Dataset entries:
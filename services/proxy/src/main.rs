//! portmux binary.
//!
//! Loads configuration, initializes the certificate manager, starts the
//! proxy (and admin endpoint) and drains on SIGINT/SIGTERM.

use std::sync::Arc;

use anyhow::{Context, Result};
use clap::Parser;
use tracing::{error, info, warn};

use portmux_proxy::admin::AdminServer;
use portmux_proxy::{
    logging, Cli, CertificateManager, Config, ConnectionRouter, MetricsSink, ProxyMetrics,
    ProxyServer,
};

#[tokio::main]
async fn main() -> Result<()> {
    let cli = Cli::parse();
    let config = Config::from_cli(&cli).context("Invalid configuration")?;

    logging::init(&config.logging)?;

    info!(version = env!("CARGO_PKG_VERSION"), "Starting portmux");
    info!(
        listen_addr = %config.listen_addr()?,
        socks5_enabled = config.socks5.enabled,
        metrics_enabled = config.metrics.enabled,
        auto_generate_certs = config.ssl.auto_generate,
        "Configuration loaded"
    );

    let certificates = CertificateManager::new(config.certificate_config()?)
        .await
        .context("Failed to initialize TLS certificates")?;
    if let Some(info) = certificates.certificate_info() {
        info!(
            subject = %info.subject,
            serial = %info.serial,
            not_after = %info.not_after,
            dns_names = ?info.dns_names,
            "TLS certificate ready"
        );
    }

    let dialer = config.dialer();
    if let Some(relay) = dialer.relay_addr() {
        info!(relay = %relay, auth = dialer.has_auth(), "Using SOCKS5 relay");
        match dialer.check_connectivity().await {
            Ok(()) => info!(relay = %relay, "SOCKS5 relay connectivity verified"),
            Err(e) => warn!(relay = %relay, error = %e, "SOCKS5 relay connectivity check failed"),
        }
    }

    let metrics = Arc::new(ProxyMetrics::new());
    let sink: Arc<dyn MetricsSink> = metrics.clone();
    let router = ConnectionRouter::new(config.router_config(), dialer, Arc::clone(&sink));

    let mut server = ProxyServer::bind(config.listener_config()?, router, sink)
        .await
        .context("Failed to bind proxy listener")?;

    if let Some(admin_addr) = config.metrics_addr()? {
        let admin = AdminServer::bind(admin_addr, Arc::clone(&metrics), Some(Arc::clone(&certificates)))
            .await
            .with_context(|| format!("Failed to bind admin endpoint on {admin_addr}"))?;
        server = server.with_admin(admin);
    }

    let handle = server.start().context("Failed to start proxy server")?;

    shutdown_signal().await;
    info!("Received shutdown signal");

    if let Err(e) = handle.shutdown(config.shutdown_timeout()).await {
        warn!(error = %e, "Graceful shutdown incomplete");
    }
    certificates.shutdown().await;

    info!("portmux stopped");
    Ok(())
}

async fn shutdown_signal() {
    #[cfg(unix)]
    {
        use tokio::signal::unix::{signal, SignalKind};

        match signal(SignalKind::terminate()) {
            Ok(mut sigterm) => {
                tokio::select! {
                    _ = tokio::signal::ctrl_c() => {}
                    _ = sigterm.recv() => {}
                }
            }
            Err(e) => {
                error!(error = %e, "Failed to install SIGTERM handler");
                let _ = tokio::signal::ctrl_c().await;
            }
        }
    }

    #[cfg(not(unix))]
    {
        let _ = tokio::signal::ctrl_c().await;
    }
}
//! Cycle orchestration: the fixed-interval poller driving the pipeline.

pub mod poller;

pub use poller::{CycleError, Poller};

WORK INSTRUCTION: For this exercise, repeat the data above exactly.

WRITTEN SOLUTION:
filename services/proxy/src/main.rs
//! portmux binary.
//!
//! Loads configuration, initializes the certificate manager, starts the
//! proxy (and admin endpoint) and drains on SIGINT/SIGTERM.

use std::sync::Arc;

use anyhow::{Context, Result};
use clap::Parser;
use tracing::{error, info, warn};

use portmux_proxy::admin::AdminServer;
use portmux_proxy::{
    logging, Cli, CertificateManager, Config, ConnectionRouter, MetricsSink, ProxyMetrics,
    ProxyServer,
};

#[tokio::main]
async fn main() -> Result<()> {
    let cli = Cli::parse();
    let config = Config::from_cli(&cli).context("Invalid configuration")?;

    logging::init(&config.logging)?;

    info!(version = env!("CARGO_PKG_VERSION"), "Starting portmux");
    info!(
        listen_addr = %config.listen_addr()?,
        socks5_enabled = config.socks5.enabled,
        metrics_enabled = config.metrics.enabled,
        auto_generate_certs = config.ssl.auto_generate,
        "Configuration loaded"
    );

    let certificates = CertificateManager::new(config.certificate_config()?)
        .await
        .context("Failed to initialize TLS certificates")?;
    if let Some(info) = certificates.certificate_info() {
        info!(
            subject = %info.subject,
            serial = %info.serial,
            not_after = %info.not_after,
            dns_names = ?info.dns_names,
            "TLS certificate ready"
        );
    }

    let dialer = config.dialer();
    if let Some(relay) = dialer.relay_addr() {
        info!(relay = %relay, auth = dialer.has_auth(), "Using SOCKS5 relay");
        match dialer.check_connectivity().await {
            Ok(()) => info!(relay = %relay, "SOCKS5 relay connectivity verified"),
            Err(e) => warn!(relay = %relay, error = %e, "SOCKS5 relay connectivity check failed"),
        }
    }

    let metrics = Arc::new(ProxyMetrics::new());
    let sink: Arc<dyn MetricsSink> = metrics.clone();
    let router = ConnectionRouter::new(config.router_config(), dialer, Arc::clone(&sink));

    let mut server = ProxyServer::bind(config.listener_config()?, router, sink)
        .await
        .context("Failed to bind proxy listener")?;

    if let Some(admin_addr) = config.metrics_addr()? {
        let admin = AdminServer::bind(admin_addr, Arc::clone(&metrics), Some(Arc::clone(&certificates)))
            .await
            .with_context(|| format!("Failed to bind admin endpoint on {admin_addr}"))?;
        server = server.with_admin(admin);
    }

    let handle = server.start().context("Failed to start proxy server")?;

    shutdown_signal().await;
    info!("Received shutdown signal");

    if let Err(e) = handle.shutdown(config.shutdown_timeout()).await {
        warn!(error = %e, "Graceful shutdown incomplete");
    }
    certificates.shutdown().await;

    info!("portmux stopped");
    Ok(())
}

async fn shutdown_signal() {
    #[cfg(unix)]
    {
        use tokio::signal::unix::{signal, SignalKind};

        match signal(SignalKind::terminate()) {
            Ok(mut sigterm) => {
                tokio::select! {
                    _ = tokio::signal::ctrl_c() => {}
                    _ = sigterm.recv() => {}
                }
            }
            Err(e) => {
                error!(error = %e, "Failed to install SIGTERM handler");
                let _ = tokio::signal::ctrl_c().await;
            }
        }
    }

    #[cfg(not(unix))]
    {
        let _ = tokio::signal::ctrl_c().await;
    }
}
//! Cycle orchestration: the fixed-interval poller driving the pipeline.

pub mod poller;

pub use poller::{CycleError, Poller};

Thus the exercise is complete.